**Problem**.
Find the string "AppResult" in the records and copy each line where it occurs.

**Provided records**.

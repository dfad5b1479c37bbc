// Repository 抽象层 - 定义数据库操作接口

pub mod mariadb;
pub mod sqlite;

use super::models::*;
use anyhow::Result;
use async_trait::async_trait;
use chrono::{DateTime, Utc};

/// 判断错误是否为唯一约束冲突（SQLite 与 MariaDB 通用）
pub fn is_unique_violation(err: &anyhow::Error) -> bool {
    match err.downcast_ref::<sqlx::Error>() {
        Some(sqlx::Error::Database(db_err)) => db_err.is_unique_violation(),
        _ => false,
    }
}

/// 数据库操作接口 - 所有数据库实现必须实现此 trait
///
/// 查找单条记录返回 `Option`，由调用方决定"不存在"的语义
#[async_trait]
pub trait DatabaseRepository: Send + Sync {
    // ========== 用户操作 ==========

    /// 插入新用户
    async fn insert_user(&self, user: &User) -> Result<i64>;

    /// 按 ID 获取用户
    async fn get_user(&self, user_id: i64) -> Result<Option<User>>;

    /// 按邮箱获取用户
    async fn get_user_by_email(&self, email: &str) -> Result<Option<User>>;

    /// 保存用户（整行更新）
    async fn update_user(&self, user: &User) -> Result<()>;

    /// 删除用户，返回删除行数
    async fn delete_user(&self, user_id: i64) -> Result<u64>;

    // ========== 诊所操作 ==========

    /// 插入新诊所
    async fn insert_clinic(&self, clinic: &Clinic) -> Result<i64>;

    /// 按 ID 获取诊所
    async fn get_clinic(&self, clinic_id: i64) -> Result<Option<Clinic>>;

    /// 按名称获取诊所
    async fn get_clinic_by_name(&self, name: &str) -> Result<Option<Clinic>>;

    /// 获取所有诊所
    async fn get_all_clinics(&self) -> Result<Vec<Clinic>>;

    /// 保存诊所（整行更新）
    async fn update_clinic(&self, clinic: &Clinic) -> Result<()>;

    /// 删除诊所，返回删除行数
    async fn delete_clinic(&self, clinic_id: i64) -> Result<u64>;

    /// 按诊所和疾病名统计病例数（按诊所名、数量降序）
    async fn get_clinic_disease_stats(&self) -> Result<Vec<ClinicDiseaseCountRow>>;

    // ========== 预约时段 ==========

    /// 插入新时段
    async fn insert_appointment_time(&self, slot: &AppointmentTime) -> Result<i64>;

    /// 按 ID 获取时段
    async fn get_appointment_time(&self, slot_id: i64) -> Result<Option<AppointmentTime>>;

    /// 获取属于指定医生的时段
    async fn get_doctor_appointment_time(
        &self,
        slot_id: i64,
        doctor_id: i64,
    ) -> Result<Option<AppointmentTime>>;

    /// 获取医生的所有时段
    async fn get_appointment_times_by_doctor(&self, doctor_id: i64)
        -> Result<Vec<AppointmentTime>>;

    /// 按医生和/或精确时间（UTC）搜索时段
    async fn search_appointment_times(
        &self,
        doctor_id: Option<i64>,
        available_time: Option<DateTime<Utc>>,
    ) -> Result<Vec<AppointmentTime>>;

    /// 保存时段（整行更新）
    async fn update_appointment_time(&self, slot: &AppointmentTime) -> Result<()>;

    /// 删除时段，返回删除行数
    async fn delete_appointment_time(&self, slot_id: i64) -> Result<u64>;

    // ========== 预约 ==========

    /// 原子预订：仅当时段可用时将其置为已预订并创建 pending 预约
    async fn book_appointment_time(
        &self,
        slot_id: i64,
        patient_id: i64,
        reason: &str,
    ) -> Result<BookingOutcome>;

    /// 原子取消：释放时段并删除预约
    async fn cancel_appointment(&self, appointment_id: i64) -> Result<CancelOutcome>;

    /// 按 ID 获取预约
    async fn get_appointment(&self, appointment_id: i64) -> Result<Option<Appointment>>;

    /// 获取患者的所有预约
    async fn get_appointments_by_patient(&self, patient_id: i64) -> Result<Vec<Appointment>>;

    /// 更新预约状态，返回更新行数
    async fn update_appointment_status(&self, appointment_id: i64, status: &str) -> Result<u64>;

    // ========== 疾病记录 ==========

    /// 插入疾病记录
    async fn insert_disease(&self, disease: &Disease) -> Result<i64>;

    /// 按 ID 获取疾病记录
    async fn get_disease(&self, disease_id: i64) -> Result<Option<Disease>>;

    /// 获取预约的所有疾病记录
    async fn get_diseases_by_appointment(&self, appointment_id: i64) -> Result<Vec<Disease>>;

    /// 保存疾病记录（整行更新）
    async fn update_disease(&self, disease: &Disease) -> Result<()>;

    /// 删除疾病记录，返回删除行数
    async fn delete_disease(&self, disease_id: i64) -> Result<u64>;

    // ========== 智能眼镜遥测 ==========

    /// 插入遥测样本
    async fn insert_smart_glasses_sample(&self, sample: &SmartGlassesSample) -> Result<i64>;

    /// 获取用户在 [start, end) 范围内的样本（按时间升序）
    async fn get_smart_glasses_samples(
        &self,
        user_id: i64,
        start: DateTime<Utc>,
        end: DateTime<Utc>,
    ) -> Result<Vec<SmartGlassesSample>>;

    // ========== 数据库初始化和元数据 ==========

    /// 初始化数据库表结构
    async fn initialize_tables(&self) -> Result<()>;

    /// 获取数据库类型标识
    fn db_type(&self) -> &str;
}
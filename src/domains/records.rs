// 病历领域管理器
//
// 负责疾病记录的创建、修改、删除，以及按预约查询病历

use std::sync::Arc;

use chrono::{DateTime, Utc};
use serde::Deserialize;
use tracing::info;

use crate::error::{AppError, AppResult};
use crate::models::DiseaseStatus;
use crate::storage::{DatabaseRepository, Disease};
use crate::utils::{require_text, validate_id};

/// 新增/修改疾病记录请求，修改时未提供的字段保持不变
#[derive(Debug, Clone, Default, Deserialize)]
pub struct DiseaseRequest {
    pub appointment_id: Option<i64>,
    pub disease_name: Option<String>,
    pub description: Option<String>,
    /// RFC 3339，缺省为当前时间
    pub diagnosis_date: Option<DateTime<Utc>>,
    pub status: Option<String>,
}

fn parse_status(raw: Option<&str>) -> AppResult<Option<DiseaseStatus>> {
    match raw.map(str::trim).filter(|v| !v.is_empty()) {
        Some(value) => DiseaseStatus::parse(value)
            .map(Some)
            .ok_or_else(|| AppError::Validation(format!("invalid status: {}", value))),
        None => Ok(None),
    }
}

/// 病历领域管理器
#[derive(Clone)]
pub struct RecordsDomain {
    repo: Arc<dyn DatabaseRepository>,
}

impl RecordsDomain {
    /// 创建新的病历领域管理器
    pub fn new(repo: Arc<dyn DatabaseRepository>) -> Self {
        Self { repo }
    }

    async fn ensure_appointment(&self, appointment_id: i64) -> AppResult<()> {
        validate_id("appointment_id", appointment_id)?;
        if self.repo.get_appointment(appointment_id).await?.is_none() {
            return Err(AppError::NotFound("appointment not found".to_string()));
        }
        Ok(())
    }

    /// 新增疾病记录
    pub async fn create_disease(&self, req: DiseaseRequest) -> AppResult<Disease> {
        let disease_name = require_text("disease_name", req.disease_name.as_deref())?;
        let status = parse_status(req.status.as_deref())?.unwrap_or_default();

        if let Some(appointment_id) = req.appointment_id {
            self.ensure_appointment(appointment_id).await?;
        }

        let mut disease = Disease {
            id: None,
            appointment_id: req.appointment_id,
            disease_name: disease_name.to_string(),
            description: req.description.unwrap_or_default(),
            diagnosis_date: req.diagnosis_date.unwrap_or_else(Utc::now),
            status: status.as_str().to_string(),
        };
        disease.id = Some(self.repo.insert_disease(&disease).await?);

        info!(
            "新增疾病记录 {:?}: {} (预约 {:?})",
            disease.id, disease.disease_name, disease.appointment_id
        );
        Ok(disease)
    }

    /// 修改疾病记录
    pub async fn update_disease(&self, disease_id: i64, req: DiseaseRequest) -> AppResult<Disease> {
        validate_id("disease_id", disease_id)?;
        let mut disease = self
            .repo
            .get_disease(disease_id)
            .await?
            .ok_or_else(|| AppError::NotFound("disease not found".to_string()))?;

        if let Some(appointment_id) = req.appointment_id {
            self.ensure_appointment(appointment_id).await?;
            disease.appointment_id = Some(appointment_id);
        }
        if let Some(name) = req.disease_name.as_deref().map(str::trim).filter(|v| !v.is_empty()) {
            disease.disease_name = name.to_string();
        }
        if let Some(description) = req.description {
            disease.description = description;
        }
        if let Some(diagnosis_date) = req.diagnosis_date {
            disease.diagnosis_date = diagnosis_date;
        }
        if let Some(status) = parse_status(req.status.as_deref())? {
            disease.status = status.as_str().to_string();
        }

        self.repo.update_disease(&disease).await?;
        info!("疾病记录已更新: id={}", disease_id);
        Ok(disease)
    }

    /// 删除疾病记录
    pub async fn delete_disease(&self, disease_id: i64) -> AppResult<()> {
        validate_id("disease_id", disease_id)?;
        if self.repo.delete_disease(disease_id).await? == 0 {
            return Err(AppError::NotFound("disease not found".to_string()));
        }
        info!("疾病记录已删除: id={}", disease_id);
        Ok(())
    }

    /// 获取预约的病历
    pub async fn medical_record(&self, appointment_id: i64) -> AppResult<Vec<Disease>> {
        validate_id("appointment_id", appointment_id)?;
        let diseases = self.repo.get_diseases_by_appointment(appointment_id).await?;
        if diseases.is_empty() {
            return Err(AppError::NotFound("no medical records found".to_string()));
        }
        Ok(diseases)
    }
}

**Response to the task**.
use crate::error::{AppError, AppResult};
fn parse_status(raw: Option<&str>) -> AppResult<Option<DiseaseStatus>> {
    async fn ensure_appointment(&self, appointment_id: i64) -> AppResult<()> {
    pub async fn create_disease(&self, req: DiseaseRequest) -> AppResult<Disease> {
    pub async fn update_disease(&self, disease_id: i64, req: DiseaseRequest) -> AppResult<Disease> {
    pub async fn delete_disease(&self, disease_id: i64) -> AppResult<()> {
    pub async fn medical_record(&self, appointment_id: i64) -> AppResult<Vec<Disease>> {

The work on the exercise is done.